Sipe decided to buy.

A friend, Chris Miller, who is in his early 50s and had worked at Goombays in its first few years, joined Sipe in the purchase.

In April 2022, they contacted the Small Business and Technology Development Center at Elizabeth City State University, which referred them to a local branch office and Matt Byrne.

"He helped us so much. I have an economics background, and Chris has managed huge restaurants, but we would have been lost if not for Matt," Sipe says. "We were prepared for the front side of the business, but it was the other stufflike financing where we were not, and that's where the SBTDC came in. We could ask questions you wouldn't be able to ask your friend, or a guy down the street."

"No one here knew what was going on but Tony and Chris and myself, and the sellers," Byrne says. "One of the more interesting things was, they [Sipe and Miller] knew who they wanted to bank with so they drove to Wilmington to talk with a branch there, and it became apparent they needed to work with an SBA [Small Business Administration] loan."

The men's communication link with Byrne through the financial navigation process was what made the sale possible, Sipe says.

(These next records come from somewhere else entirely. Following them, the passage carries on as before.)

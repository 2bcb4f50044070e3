//! CLI command handlers, one file per command.

mod change;
mod completions;
mod get;
mod inspect;
mod set;

pub use change::run_change;
pub use completions::run_completions;
pub use get::run_get;
pub use inspect::run_inspect;
pub use set::run_set;
//! `hydra-link completions` – shell completion script on stdout.

use clap::CommandFactory;
use clap_complete::Shell;

use crate::cli::Cli;

pub fn run_completions(shell: Shell) {
    let mut cmd = Cli::command();
    clap_complete::generate(shell, &mut cmd, "hydra-link", &mut std::io::stdout());
}
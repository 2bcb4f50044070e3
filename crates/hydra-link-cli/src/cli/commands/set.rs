//! `hydra-link set` – set several query parameters in one rewrite.

use hydra_link_core::Address;

/// Splits `key=value` at the first `=`. A bare `key` yields `None` (skipped on set).
pub fn parse_pair(pair: &str) -> (&str, Option<&str>) {
    match pair.split_once('=') {
        Some((key, value)) => (key, Some(value)),
        None => (pair, None),
    }
}

pub fn with_pairs(address: &str, pairs: &[String]) -> Address {
    let mut addr = Address::new(address);
    addr.set_query_params(pairs.iter().map(|p| parse_pair(p)));
    addr
}

pub fn run_set(address: &str, pairs: &[String]) {
    println!("{}", with_pairs(address, pairs));
}

#[cfg(test)]
mod tests {
    use super::*;

    #[test]
    fn key_value() {
        assert_eq!(parse_pair("x=9"), ("x", Some("9")));
        assert_eq!(parse_pair("url=a=b"), ("url", Some("a=b")));
        assert_eq!(parse_pair("empty="), ("empty", Some("")));
    }

    #[test]
    fn bare_key_is_null() {
        assert_eq!(parse_pair("flag"), ("flag", None));
    }

    fn pairs(items: &[&str]) -> Vec<String> {
        items.iter().map(|s| s.to_string()).collect()
    }

    #[test]
    fn bare_key_is_skipped() {
        let addr = with_pairs(
            "https://example.com/path?x=1&y=2",
            &pairs(&["x=9", "y", "z=3"]),
        );
        assert_eq!(addr.as_str(), "https://example.com/path?x=9&y=2&z=3");
    }

    #[test]
    fn bare_key_does_not_add_absent_key() {
        let addr = with_pairs("https://example.com/path?x=1", &pairs(&["flag"]));
        assert_eq!(addr.query_param("x").as_deref(), Some("1"));
        assert!(!addr.query().contains_key("flag"));
    }
}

"He kept discretion through the process. We live in a very small town. If you're in the restaurant business, most people are friends. Discretion is the best advice on the financial side, and he went over every single number with us, answered every email, picked up the phone every time we called," he says. "It was like he was working with only us."

Byrne, Sipe says, has been involved in banking and financing in the area and "knew a...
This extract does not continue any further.